El gran error de las políticas públicas hacia los pueblos indígenas es haber olvidado que no se trata de incluirlos en un sistema que no les pertenece, sino de construir uno nuevo con ellos. De igual a igual. Con voz, con voto, con recursos. Y con confianza.

Lo más preocupante es que, en plena coyuntura electoral, cuando los discursos se multiplican y los candidatos se disputan cada micrófono y cada voto, no se ha escuchado ni una sola propuesta seria y concreta dirigida al desarrollo pleno, sostenible y sustentable de los pueblos indígenas. Ni una palabra sobre autonomía real, sobre salud intercultural efectiva, sobre educación digna en lengua propia, sobre derechos territoriales o sobre economía comunitaria. El silencio en este tema es tan escandaloso como el bullicio con que prometen otras cosas.

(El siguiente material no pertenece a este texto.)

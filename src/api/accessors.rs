//! Typed accessors over the request client and cache.
//!
//! UI code consumes these instead of touching [`ApiClient`] or
//! [`CacheStore`] directly. Read accessors consult the cache with a TTL
//! chosen per resource class; mutating accessors invalidate the cached read
//! families they affect.

use color_eyre::Result;
use tracing::warn;

use crate::auth::TokenProvider;
use crate::cache::{CacheMode, CacheStore, SqliteStorage, StorageBackend};
use crate::client::ApiClient;
use crate::config::Config;
use crate::error::ApiError;

use super::types::{
  DashboardSnapshot, Listing, MarketSummary, Property, PropertyInput, SearchFilters, Suggestion,
  TaxRates,
};

/// TTL for short-lived search and autocomplete results.
const SEARCH_TTL_MS: i64 = 10 * 60 * 1000;
/// TTL for list and summary endpoints that change slowly.
const SUMMARY_TTL_MS: i64 = 30 * 60 * 1000;

const SEARCH_PATH: &str = "/search/listings";
const SUGGEST_PATH: &str = "/search/suggest";
const PROPERTIES_PATH: &str = "/portfolio/properties";

/// Propfolio API client with a local response cache.
///
/// Wraps the resilient request client and provides one typed method per
/// backend resource.
pub struct PropfolioClient<S: StorageBackend> {
  api: ApiClient,
  cache: CacheStore<S>,
  cache_enabled: bool,
}

impl PropfolioClient<SqliteStorage> {
  /// Create a client with the durable cache from configuration.
  pub fn new(config: &Config) -> Result<Self> {
    let api = ApiClient::new(config)?;

    let storage = match &config.cache.dir {
      Some(dir) => SqliteStorage::open_at(&dir.join("cache.db"), config.cache.max_bytes)?,
      None => SqliteStorage::open(config.cache.max_bytes)?,
    };
    let cache = CacheStore::new(storage, config.cache.namespace.clone());

    Ok(Self {
      api,
      cache,
      cache_enabled: config.cache.enabled,
    })
  }
}

impl<S: StorageBackend> PropfolioClient<S> {
  /// Create a client over an explicit cache store.
  pub fn with_cache(api: ApiClient, cache: CacheStore<S>) -> Self {
    Self {
      api,
      cache,
      cache_enabled: true,
    }
  }

  /// The credential provider; set or clear the bearer token here on
  /// login/logout transitions.
  pub fn tokens(&self) -> &TokenProvider {
    self.api.tokens()
  }

  /// Drop the session's credentials and every cached response. Called on
  /// logout so the next login starts from live data.
  pub fn clear_session(&self) {
    self.api.tokens().clear_token();
    self.cache.clear_all();
  }

  /// Search listings matching `filters`. Cached for 10 minutes per filter
  /// combination.
  pub async fn search_listings(
    &self,
    filters: &SearchFilters,
    mode: CacheMode,
  ) -> Result<Vec<Listing>, ApiError> {
    let params = filters.cache_params();

    if self.reads_cache(mode) {
      if let Some(hit) = self.cache.get::<Vec<Listing>>(SEARCH_PATH, &params) {
        return Ok(hit);
      }
    }

    let listings: Vec<Listing> = self.api.get(SEARCH_PATH, &filters.query_pairs()).await?;
    if self.writes_cache(mode) {
      self.cache.set(SEARCH_PATH, &params, &listings, SEARCH_TTL_MS);
    }
    Ok(listings)
  }

  /// Location autocomplete. Cached for 10 minutes per prefix; degrades to
  /// an empty list on failure since suggestions are never load-bearing.
  pub async fn suggest_locations(&self, prefix: &str) -> Result<Vec<Suggestion>, ApiError> {
    let params = [("q", serde_json::json!(prefix))];

    if self.cache_enabled {
      if let Some(hit) = self.cache.get::<Vec<Suggestion>>(SUGGEST_PATH, &params) {
        return Ok(hit);
      }
    }

    match self
      .api
      .get::<Vec<Suggestion>>(SUGGEST_PATH, &[("q", prefix.to_string())])
      .await
    {
      Ok(suggestions) => {
        if self.cache_enabled {
          self.cache.set(SUGGEST_PATH, &params, &suggestions, SEARCH_TTL_MS);
        }
        Ok(suggestions)
      }
      Err(e) => {
        warn!(error = %e, "Autocomplete fetch failed, returning no suggestions");
        Ok(Vec::new())
      }
    }
  }

  /// Aggregate market statistics for a region. Cached for 30 minutes.
  pub async fn market_summary(
    &self,
    region: &str,
    mode: CacheMode,
  ) -> Result<MarketSummary, ApiError> {
    let path = format!("/market/{}/summary", region);

    if self.reads_cache(mode) {
      if let Some(hit) = self.cache.get::<MarketSummary>(&path, &[]) {
        return Ok(hit);
      }
    }

    let summary: MarketSummary = self.api.get(&path, &[]).await?;
    if self.writes_cache(mode) {
      self.cache.set(&path, &[], &summary, SUMMARY_TTL_MS);
    }
    Ok(summary)
  }

  /// Property tax rates for a region, for the tax calculator. Cached for
  /// 30 minutes; rates change on assessment cycles, not minutes.
  pub async fn tax_rates(&self, region: &str) -> Result<TaxRates, ApiError> {
    let path = format!("/taxes/{}/rates", region);

    if self.cache_enabled {
      if let Some(hit) = self.cache.get::<TaxRates>(&path, &[]) {
        return Ok(hit);
      }
    }

    let rates: TaxRates = self.api.get(&path, &[]).await?;
    if self.cache_enabled {
      self.cache.set(&path, &[], &rates, SUMMARY_TTL_MS);
    }
    Ok(rates)
  }

  /// The user's portfolio. Cached for 30 minutes; mutations below
  /// invalidate it.
  pub async fn list_properties(&self, mode: CacheMode) -> Result<Vec<Property>, ApiError> {
    if self.reads_cache(mode) {
      if let Some(hit) = self.cache.get::<Vec<Property>>(PROPERTIES_PATH, &[]) {
        return Ok(hit);
      }
    }

    let properties: Vec<Property> = self.api.get(PROPERTIES_PATH, &[]).await?;
    if self.writes_cache(mode) {
      self.cache.set(PROPERTIES_PATH, &[], &properties, SUMMARY_TTL_MS);
    }
    Ok(properties)
  }

  /// One portfolio property, always read live (the detail view follows an
  /// edit too often for caching to pay off).
  pub async fn get_property(&self, id: u64) -> Result<Property, ApiError> {
    self
      .api
      .get(&format!("{}/{}", PROPERTIES_PATH, id), &[])
      .await
  }

  /// Add a property to the portfolio.
  pub async fn create_property(&self, input: &PropertyInput) -> Result<Property, ApiError> {
    let property: Property = self.api.post(PROPERTIES_PATH, input).await?;
    self.invalidate_portfolio_reads();
    Ok(property)
  }

  /// Update a portfolio property.
  pub async fn update_property(
    &self,
    id: u64,
    input: &PropertyInput,
  ) -> Result<Property, ApiError> {
    let property: Property = self
      .api
      .put(&format!("{}/{}", PROPERTIES_PATH, id), input)
      .await?;
    self.invalidate_portfolio_reads();
    Ok(property)
  }

  /// Remove a property from the portfolio.
  pub async fn delete_property(&self, id: u64) -> Result<(), ApiError> {
    self
      .api
      .delete(&format!("{}/{}", PROPERTIES_PATH, id))
      .await?;
    self.invalidate_portfolio_reads();
    Ok(())
  }

  /// Market statistics and portfolio for the dashboard, fetched
  /// concurrently.
  pub async fn dashboard(&self, region: &str) -> Result<DashboardSnapshot, ApiError> {
    let (market, properties) = futures::try_join!(
      self.market_summary(region, CacheMode::Use),
      self.list_properties(CacheMode::Use),
    )?;

    Ok(DashboardSnapshot { market, properties })
  }

  /// Portfolio mutations change what searches and portfolio lists should
  /// return, so drop every cached entry in those families.
  fn invalidate_portfolio_reads(&self) {
    self.cache.delete(PROPERTIES_PATH, &[]);
    self.cache.delete_by_pattern("^/search/");
  }

  fn reads_cache(&self, mode: CacheMode) -> bool {
    self.cache_enabled && mode == CacheMode::Use
  }

  fn writes_cache(&self, mode: CacheMode) -> bool {
    self.cache_enabled && mode != CacheMode::Bypass
  }
}

impl<S: StorageBackend> Clone for PropfolioClient<S> {
  fn clone(&self) -> Self {
    Self {
      api: self.api.clone(),
      cache: self.cache.clone(),
      cache_enabled: self.cache_enabled,
    }
  }
}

Grace tenía razón cuando dijo que lo que falta no es caridad, sino respeto. Porque cuando se respeta, se escucha. Y cuando se escucha, se transforma. De nada sirve seguir llenando planillas de ejecución presupuestaria si lo que falta es sentido.

Hoy, después de esa conversación, pienso que la mejor política pública para los pueblos indígenas es aquella que se diseña en sus propios idiomas, con sus propias manos y en sus propios tiempos. Todo lo demás es ruido. O peor aún: una forma maquillada de discriminación.

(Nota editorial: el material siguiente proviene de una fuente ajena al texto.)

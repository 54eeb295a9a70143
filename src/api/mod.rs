//! Typed access to the Propfolio backend's resources.

mod accessors;
mod types;

pub use accessors::PropfolioClient;
pub use types::{
  DashboardSnapshot, Listing, MarketSummary, Property, PropertyInput, SearchFilters, Suggestion,
  TaxRates,
};
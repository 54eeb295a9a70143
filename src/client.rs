//! Resilient HTTP request client.
//!
//! Wraps outbound calls to the backend with per-attempt timeout, bounded
//! linear-backoff retry, bearer-token attachment, and classified errors.
//! Retry is an internal concern: callers see either a parsed success value
//! or exactly one [`ApiError`] per logical call.

use color_eyre::{eyre::eyre, Result};
use reqwest::header::{HeaderMap, HeaderName, HeaderValue, AUTHORIZATION, CONTENT_TYPE};
use reqwest::Method;
use serde::de::DeserializeOwned;
use serde::Serialize;
use serde_json::Value;
use std::time::Duration;
use tokio::time::sleep;
use tracing::{debug, warn};
use url::Url;

use crate::auth::TokenProvider;
use crate::config::Config;
use crate::error::ApiError;

/// Per-call request options.
#[derive(Clone, Debug)]
pub struct RequestOptions {
  /// Whether retryable failures may be retried. Defaults to true.
  pub retry: bool,
  /// Extra headers; these override anything the client sets itself.
  pub headers: Vec<(String, String)>,
  /// Per-call timeout override.
  pub timeout: Option<Duration>,
}

impl Default for RequestOptions {
  fn default() -> Self {
    Self {
      retry: true,
      headers: Vec::new(),
      timeout: None,
    }
  }
}

impl RequestOptions {
  /// Options with retry disabled.
  pub fn no_retry() -> Self {
    Self {
      retry: false,
      ..Self::default()
    }
  }
}

/// HTTP client for the Propfolio backend.
#[derive(Clone)]
pub struct ApiClient {
  http: reqwest::Client,
  base_url: Url,
  tokens: TokenProvider,
  timeout: Duration,
  max_retries: u32,
  retry_base_delay: Duration,
}

impl ApiClient {
  /// Create a client from configuration, seeding the token provider from
  /// the environment when a token is set there.
  pub fn new(config: &Config) -> Result<Self> {
    let tokens = match Config::api_token_from_env() {
      Some(token) => TokenProvider::with_token(token),
      None => TokenProvider::new(),
    };
    Self::with_tokens(config, tokens)
  }

  /// Create a client with an externally-owned credential provider.
  pub fn with_tokens(config: &Config, tokens: TokenProvider) -> Result<Self> {
    // A trailing slash makes relative joins resolve under the base path.
    let mut base = config.api.base_url.clone();
    if !base.ends_with('/') {
      base.push('/');
    }
    let base_url =
      Url::parse(&base).map_err(|e| eyre!("Invalid base URL {}: {}", config.api.base_url, e))?;

    let http = reqwest::Client::builder()
      .build()
      .map_err(|e| eyre!("Failed to create HTTP client: {}", e))?;

    Ok(Self {
      http,
      base_url,
      tokens,
      timeout: Duration::from_millis(config.api.timeout_ms),
      max_retries: config.api.max_retries,
      retry_base_delay: Duration::from_millis(config.api.retry_delay_ms),
    })
  }

  /// The credential provider used for bearer-token attachment.
  pub fn tokens(&self) -> &TokenProvider {
    &self.tokens
  }

  /// Perform one logical request against the backend.
  ///
  /// Attempts are strictly sequential. A timeout or transport failure, or a
  /// response with a retryable status, is retried after `base_delay *
  /// attempt` until attempts run out; any other failure is raised
  /// immediately. A successful response without a JSON body yields
  /// `Value::Null`.
  pub async fn execute(
    &self,
    method: Method,
    path: &str,
    query: &[(&str, String)],
    body: Option<&Value>,
    options: &RequestOptions,
  ) -> Result<Value, ApiError> {
    let url = self.request_url(path, query)?;
    let headers = self.request_headers(body.is_some(), options)?;
    let body_bytes = match body {
      Some(value) => Some(
        serde_json::to_vec(value)
          .map_err(|e| ApiError::unknown(format!("Failed to serialize request body: {}", e)))?,
      ),
      None => None,
    };

    let timeout = options.timeout.unwrap_or(self.timeout);
    let max_attempts = if options.retry { 1 + self.max_retries } else { 1 };
    let mut last_error: Option<ApiError> = None;

    for attempt in 1..=max_attempts {
      debug!(method = %method, url = %url, attempt, max_attempts, "Issuing request");

      let mut request = self
        .http
        .request(method.clone(), url.clone())
        .timeout(timeout)
        .headers(headers.clone());
      if let Some(bytes) = &body_bytes {
        request = request.body(bytes.clone());
      }

      let error = match request.send().await {
        Ok(response) => {
          let status = response.status();
          if status.is_success() {
            return Ok(Self::success_value(response).await);
          }
          let text = response.text().await.unwrap_or_default();
          ApiError::from_response(status.as_u16(), &text)
        }
        Err(e) if e.is_timeout() => ApiError::timeout(),
        Err(e) => ApiError::network(e.to_string()),
      };

      if !error.is_retryable() || attempt == max_attempts {
        return Err(error);
      }

      let delay = self.retry_base_delay * attempt;
      warn!(
        method = %method,
        url = %url,
        attempt,
        status = error.status,
        code = %error.code,
        delay_ms = delay.as_millis() as u64,
        "Retrying request"
      );
      last_error = Some(error);
      sleep(delay).await;
    }

    Err(last_error.unwrap_or_else(|| ApiError::unknown("Request failed with no recorded error")))
  }

  /// GET a JSON resource.
  pub async fn get<T: DeserializeOwned>(
    &self,
    path: &str,
    query: &[(&str, String)],
  ) -> Result<T, ApiError> {
    let value = self
      .execute(Method::GET, path, query, None, &RequestOptions::default())
      .await?;
    Self::decode(value)
  }

  /// POST a JSON body, returning the parsed response.
  pub async fn post<T: DeserializeOwned>(
    &self,
    path: &str,
    body: &impl Serialize,
  ) -> Result<T, ApiError> {
    let body = Self::encode(body)?;
    let value = self
      .execute(Method::POST, path, &[], Some(&body), &RequestOptions::default())
      .await?;
    Self::decode(value)
  }

  /// PUT a JSON body, returning the parsed response.
  pub async fn put<T: DeserializeOwned>(
    &self,
    path: &str,
    body: &impl Serialize,
  ) -> Result<T, ApiError> {
    let body = Self::encode(body)?;
    let value = self
      .execute(Method::PUT, path, &[], Some(&body), &RequestOptions::default())
      .await?;
    Self::decode(value)
  }

  /// DELETE a resource, ignoring any response body.
  pub async fn delete(&self, path: &str) -> Result<(), ApiError> {
    self
      .execute(Method::DELETE, path, &[], None, &RequestOptions::default())
      .await?;
    Ok(())
  }

  fn request_url(&self, path: &str, query: &[(&str, String)]) -> Result<Url, ApiError> {
    let mut url = self
      .base_url
      .join(path.trim_start_matches('/'))
      .map_err(|e| ApiError::unknown(format!("Invalid request path {}: {}", path, e)))?;

    if !query.is_empty() {
      let mut pairs = url.query_pairs_mut();
      for (name, value) in query {
        pairs.append_pair(name, value);
      }
    }

    Ok(url)
  }

  fn request_headers(&self, has_body: bool, options: &RequestOptions) -> Result<HeaderMap, ApiError> {
    let mut headers = HeaderMap::new();

    if has_body {
      headers.insert(CONTENT_TYPE, HeaderValue::from_static("application/json"));
    }

    if let Some(token) = self.tokens.token() {
      let value = HeaderValue::from_str(&format!("Bearer {}", token))
        .map_err(|e| ApiError::unknown(format!("Invalid bearer token: {}", e)))?;
      headers.insert(AUTHORIZATION, value);
    }

    // Caller-supplied headers win over anything set above.
    for (name, value) in &options.headers {
      let name = HeaderName::from_bytes(name.as_bytes())
        .map_err(|e| ApiError::unknown(format!("Invalid header name {}: {}", name, e)))?;
      let value = HeaderValue::from_str(value)
        .map_err(|e| ApiError::unknown(format!("Invalid header value: {}", e)))?;
      headers.insert(name, value);
    }

    Ok(headers)
  }

  /// Extract the success value from a 2xx response. A missing JSON
  /// content-type or an empty body is an empty success, not an error.
  async fn success_value(response: reqwest::Response) -> Value {
    let is_json = response
      .headers()
      .get(CONTENT_TYPE)
      .and_then(|v| v.to_str().ok())
      .map(|v| v.contains("application/json"))
      .unwrap_or(false);

    if !is_json {
      return Value::Null;
    }

    let text = response.text().await.unwrap_or_default();
    if text.is_empty() {
      return Value::Null;
    }
    serde_json::from_str(&text).unwrap_or(Value::Null)
  }

  fn encode(body: &impl Serialize) -> Result<Value, ApiError> {
    serde_json::to_value(body)
      .map_err(|e| ApiError::unknown(format!("Failed to serialize request body: {}", e)))
  }

  fn decode<T: DeserializeOwned>(value: Value) -> Result<T, ApiError> {
    serde_json::from_value(value)
      .map_err(|e| ApiError::unknown(format!("Failed to decode response: {}", e)))
  }
}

Quizás haya que volver a sentarnos, como con Grace, en una banca de madera, con una taza caliente entre las manos, a escuchar lo que la selva, el río y la gente tienen que decir. Tal vez desde ahí podamos construir algo distinto. Algo mejor.

Mientras tanto, Grace no se detiene. Actualmente, está trabajando junto a un grupo de mujeres tacana en la formulación de un proyecto turístico comunitario que les permita generar ingresos, fortalecer su cultura y proteger su territorio. Lo hacen con lo que tienen: conocimiento de la selva, saberes ancestrales, voluntad de salir adelante. Buscan apoyo, pero no para que les regalen algo, sino para construir algo suyo. Con identidad, con dignidad y con sentido.